Thanks to the BC SPCA Community Animal Spay/Neuter Grant, colony caretakers were able to trap and spay Boots and the healthy former mama is back with her family, socializing and always waiting at the colony feeding station for her next meal to arrive.
“Boots is only one example of the many successes we have achieved with help from the grant” says Linda Scott, BC SPCA Prince Rupert volunteer and trap-neuter-return (TNR) coordinator.
Now in its third year of receiving funding, the BC SPCA Prince Rupert Branch, alongside dedicated local volunteers, has battled both the cause and effects of the city’s cat overpopulation problem. Scott has seen first-hand the way in which cats are valued in her community.
“Kittens tend to be the pet of choice in low-income households, as they are often given away for free and easily obtained through online classifieds or social media,” Scott says.

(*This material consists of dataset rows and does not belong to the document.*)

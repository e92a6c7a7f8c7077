//! Public files and project image variants.
//!
//! The public directory is mirrored into the output as-is (CV, screenshots,
//! brand icons). Raster project images that live there additionally get a
//! card-sized WebP used by the carousel and gallery grids:
//! - BLAKE3 content hash for cache-busting
//! - Card variant (1200px WebP, lossy)
//!
//! Variants are generated in parallel and skipped when a file with the same
//! content hash already exists.

use std::collections::{BTreeSet, HashMap, HashSet};
use std::fs;
use std::io::Cursor;
use std::path::{Path, PathBuf};
use std::sync::atomic::{AtomicUsize, Ordering};

use image::DynamicImage;
use image::imageops::FilterType;
use rayon::prelude::*;
use serde::Serialize;
use walkdir::WalkDir;

use crate::error::{Error, Result};
use crate::portfolio::Portfolio;
use crate::util::url_encode_path;

const RASTER_EXTENSIONS: &[&str] = &["jpg", "jpeg", "png", "webp"];
const CARD_SIZE: u32 = 1200;
const CARD_QUALITY: f32 = 82.0;

/// Stats from processing project images.
#[derive(Debug, Default)]
pub struct ProcessingStats {
    pub total: usize,
    pub cached: usize,
    pub generated: usize,
    /// Images referenced by a project that are remote or not in public/
    pub external: usize,
}

/// Card variant of a project image.
#[derive(Debug, Clone, Serialize)]
pub struct ImageVariant {
    /// Site URL of the original, as written in the data file
    pub src: String,
    /// Site URL of the WebP card
    pub card: String,
    pub width: u32,
    pub height: u32,
}

/// Maps image URLs from the data file to their processed variants.
pub type ImageManifest = HashMap<String, ImageVariant>;

/// Mirror `public_dir` into `output_dir`, skipping hidden entries.
///
/// Files whose destination already has identical content are left alone so
/// their timestamps stay stable across rebuilds. Returns the number of files
/// written.
pub fn copy_public(
    public_dir: &Path,
    output_dir: &Path,
    expected: &mut HashSet<PathBuf>,
) -> Result<usize> {
    if !public_dir.is_dir() {
        tracing::debug!(path = %public_dir.display(), "no public directory");
        return Ok(0);
    }

    let mut written = 0;

    let walker = WalkDir::new(public_dir)
        .min_depth(1)
        .into_iter()
        .filter_entry(|e| !is_hidden(e.file_name()));

    for entry in walker {
        let entry = entry.map_err(|e| Error::Other(format!("walking public dir: {}", e)))?;
        if !entry.file_type().is_file() {
            continue;
        }

        let relative = entry
            .path()
            .strip_prefix(public_dir)
            .map_err(|e| Error::Other(e.to_string()))?;
        let dest = output_dir.join(relative);

        let contents = fs::read(entry.path())?;
        if !same_contents(&dest, &contents) {
            if let Some(parent) = dest.parent() {
                fs::create_dir_all(parent)?;
            }
            fs::write(&dest, &contents)?;
            written += 1;
            tracing::trace!(path = %relative.display(), "copied public file");
        }

        expected.insert(dest);
    }

    Ok(written)
}

fn is_hidden(name: &std::ffi::OsStr) -> bool {
    name.to_str().is_some_and(|n| n.starts_with('.'))
}

fn same_contents(dest: &Path, contents: &[u8]) -> bool {
    match fs::metadata(dest) {
        Ok(meta) if meta.len() == contents.len() as u64 => {
            fs::read(dest).is_ok_and(|existing| existing == contents)
        }
        _ => false,
    }
}

/// A project image that resolved to a raster file inside public/.
struct LocalImage {
    src: String,
    source: PathBuf,
    /// Directory of the image relative to public/ (e.g. "screenshots")
    relative_dir: PathBuf,
    stem: String,
}

/// Resolve a site URL like `/screenshots/a.jpg` to a raster file in `public_dir`.
fn resolve_local(src: &str, public_dir: &Path) -> Option<LocalImage> {
    let relative = src.strip_prefix('/')?;
    if relative.contains("://") || relative.split('/').any(|seg| seg == "..") {
        return None;
    }

    let relative = Path::new(relative);
    let extension = relative.extension()?.to_str()?.to_lowercase();
    if !RASTER_EXTENSIONS.contains(&extension.as_str()) {
        return None;
    }

    let source = public_dir.join(relative);
    if !source.is_file() {
        return None;
    }

    Some(LocalImage {
        src: src.to_string(),
        stem: relative.file_stem()?.to_str()?.to_string(),
        relative_dir: relative.parent().map(Path::to_path_buf).unwrap_or_default(),
        source,
    })
}

/// Generate card variants for every local raster image used by a project.
///
/// Files are written directly into `images_dir` and recorded in `expected`.
pub fn process_project_images(
    portfolio: &Portfolio,
    public_dir: &Path,
    images_dir: &Path,
    expected: &mut HashSet<PathBuf>,
) -> Result<(ImageManifest, ProcessingStats)> {
    let referenced: BTreeSet<&str> = portfolio
        .projects
        .iter()
        .flat_map(|p| p.images.iter().map(String::as_str))
        .collect();

    let (local, external): (Vec<_>, Vec<_>) = referenced
        .iter()
        .map(|src| (*src, resolve_local(src, public_dir)))
        .partition(|(_, local)| local.is_some());

    for (src, _) in &external {
        tracing::debug!(src, "image not in public dir, left as-is");
    }

    let local: Vec<LocalImage> = local.into_iter().filter_map(|(_, l)| l).collect();

    let cached = AtomicUsize::new(0);
    let generated = AtomicUsize::new(0);

    let results: Vec<(ImageVariant, PathBuf)> = local
        .par_iter()
        .map(|image| -> Result<(ImageVariant, PathBuf)> {
            let (variant, path, fresh) = process_image(image, images_dir)?;
            if fresh {
                generated.fetch_add(1, Ordering::Relaxed);
            } else {
                cached.fetch_add(1, Ordering::Relaxed);
            }
            Ok((variant, path))
        })
        .collect::<Result<_>>()?;

    let mut manifest = ImageManifest::new();
    for (variant, path) in results {
        expected.insert(path);
        manifest.insert(variant.src.clone(), variant);
    }

    let stats = ProcessingStats {
        total: referenced.len(),
        cached: cached.into_inner(),
        generated: generated.into_inner(),
        external: external.len(),
    };

    Ok((manifest, stats))
}

/// Hash, measure and (if needed) encode one image. Returns the variant, its
/// output path and whether it was freshly written.
fn process_image(image: &LocalImage, images_dir: &Path) -> Result<(ImageVariant, PathBuf, bool)> {
    let data = fs::read(&image.source)?;
    let hash = &blake3::hash(&data).to_hex()[..8];

    let reader = image::ImageReader::new(Cursor::new(&data))
        .with_guessed_format()
        .map_err(|e| Error::Image(image::ImageError::IoError(e)))?;
    let (width, height) = reader.into_dimensions()?;

    let file_name = format!("{}-{}-card.webp", image.stem, hash);
    let out_dir = images_dir.join(&image.relative_dir);
    let out_path = out_dir.join(&file_name);

    let relative_url = if image.relative_dir.as_os_str().is_empty() {
        file_name.clone()
    } else {
        format!("{}/{}", image.relative_dir.display(), file_name)
    };

    let variant = ImageVariant {
        src: image.src.clone(),
        card: format!("/images/{}", url_encode_path(&relative_url)),
        width,
        height,
    };

    if out_path.exists() {
        tracing::debug!(src = %image.src, %hash, "cached");
        return Ok((variant, out_path, false));
    }

    tracing::debug!(src = %image.src, %hash, width, height, "generating card");

    let decoded = image::load_from_memory(&data)?;
    let webp = generate_variant(&decoded, CARD_SIZE, CARD_QUALITY);
    fs::create_dir_all(&out_dir)?;
    fs::write(&out_path, webp)?;

    Ok((variant, out_path, true))
}

/// Generate a resized WebP variant of the image.
fn generate_variant(img: &DynamicImage, max_size: u32, quality: f32) -> Vec<u8> {
    // Resize if larger than max_size (preserve aspect ratio)
    let resized = if img.width() > max_size || img.height() > max_size {
        img.resize(max_size, max_size, FilterType::Lanczos3)
    } else {
        img.clone()
    };

    let rgba = resized.to_rgba8();
    let encoder = webp::Encoder::from_rgba(rgba.as_raw(), rgba.width(), rgba.height());
    encoder.encode(quality).to_vec()
}

#[cfg(test)]
mod tests {
    use super::*;
    use image::{ImageFormat, Rgb, RgbImage};

    fn write_png(path: &Path, width: u32, height: u32) {
        fs::create_dir_all(path.parent().unwrap()).unwrap();
        let img = RgbImage::from_pixel(width, height, Rgb([200, 40, 90]));
        img.save_with_format(path, ImageFormat::Png).unwrap();
    }

    fn portfolio_with_images(images: &[&str]) -> Portfolio {
        let list = images
            .iter()
            .map(|i| format!("\"{}\"", i))
            .collect::<Vec<_>>()
            .join(", ");
        Portfolio::parse(&format!(
            "[profile]\nname = \"x\"\n\n[[projects]]\ntitle = \"One\"\nimages = [{}]\n",
            list
        ))
        .unwrap()
    }

    #[test]
    fn copy_public_mirrors_tree_and_skips_hidden() {
        let site = tempfile::tempdir().unwrap();
        let public = site.path().join("public");
        let out = site.path().join("dist");
        fs::create_dir_all(public.join("cv")).unwrap();
        fs::write(public.join("cv/resume.pdf"), b"%PDF").unwrap();
        fs::write(public.join(".DS_Store"), b"junk").unwrap();

        let mut expected = HashSet::new();
        let written = copy_public(&public, &out, &mut expected).unwrap();

        assert_eq!(written, 1);
        assert!(out.join("cv/resume.pdf").is_file());
        assert!(!out.join(".DS_Store").exists());
        assert!(expected.contains(&out.join("cv/resume.pdf")));

        // Second run leaves identical files alone
        let written = copy_public(&public, &out, &mut expected).unwrap();
        assert_eq!(written, 0);
    }

    #[test]
    fn copy_public_without_directory() {
        let site = tempfile::tempdir().unwrap();
        let mut expected = HashSet::new();

        let written =
            copy_public(&site.path().join("missing"), site.path(), &mut expected).unwrap();

        assert_eq!(written, 0);
        assert!(expected.is_empty());
    }

    #[test]
    fn resolve_local_rejects_remote_and_traversal() {
        let site = tempfile::tempdir().unwrap();
        write_png(&site.path().join("shots/a.png"), 4, 4);

        assert!(resolve_local("/shots/a.png", site.path()).is_some());
        assert!(resolve_local("https://cdn.example.com/a.png", site.path()).is_none());
        assert!(resolve_local("/../a.png", site.path()).is_none());
        assert!(resolve_local("/shots/missing.png", site.path()).is_none());
        assert!(resolve_local("/shots/a.gif", site.path()).is_none());
    }

    #[test]
    fn generates_and_caches_card_variants() {
        let site = tempfile::tempdir().unwrap();
        let public = site.path().join("public");
        let images = site.path().join("dist/images");
        write_png(&public.join("screenshots/big.png"), 2400, 1200);

        let portfolio =
            portfolio_with_images(&["/screenshots/big.png", "https://cdn.example.com/x.jpg"]);

        let mut expected = HashSet::new();
        let (manifest, stats) =
            process_project_images(&portfolio, &public, &images, &mut expected).unwrap();

        assert_eq!(stats.total, 2);
        assert_eq!(stats.generated, 1);
        assert_eq!(stats.external, 1);

        let variant = &manifest["/screenshots/big.png"];
        assert_eq!((variant.width, variant.height), (2400, 1200));
        assert!(variant.card.starts_with("/images/screenshots/big-"));
        assert!(variant.card.ends_with("-card.webp"));
        assert_eq!(expected.len(), 1);

        let card = image::open(expected.iter().next().unwrap()).unwrap();
        assert_eq!(card.width(), CARD_SIZE);

        let mut expected = HashSet::new();
        let (_, stats) =
            process_project_images(&portfolio, &public, &images, &mut expected).unwrap();
        assert_eq!(stats.cached, 1);
        assert_eq!(stats.generated, 0);
    }
}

“People tend to be drawn in by how adorable the kittens are and take them home as an impulse decision. However, having a cat is a big responsibility and they often do not have the resources to provide them with the veterinary care they need. In the end, we see a lot of the cats go into heat, be put outside and become pregnant, adding to the cat overpopulation problem.”
The BC SPCA Community Animal Spay/Neuter Grant has been Prince Rupert’s ray of hope in the vicious cycle of cat overpopulation. Since receiving their first grant in 2015, the community has sterilized a total of 128 cats, with 2017 being by far their most successful year as they spayed and neutered 57 cats from three large downtown colonies.
While the BC SPCA Prince Rupert Branch and volunteers like Scott have been able to accomplish a lot in their community, their work is far from done. With a significant cat overpopulation issue in Prince Rupert, their amazing efforts have only made a small dent in the large scale of the problem.
However, the dedicated community cat advocates are showing no signs of slowing and continue to find support in all the right places. Alongside their core TNR work, the BC SPCA Prince Rupert branch staff and volunteers have established an excellent rapport with local business owners, and veterinarians, who provide their services for discounted rates wherever possible.
“We are thrilled that in 2017 we were able to help twice as many cats as from the previous year. With the community behind us, we look forward to improve the lives of many more community cats in the city,” Scott concludes.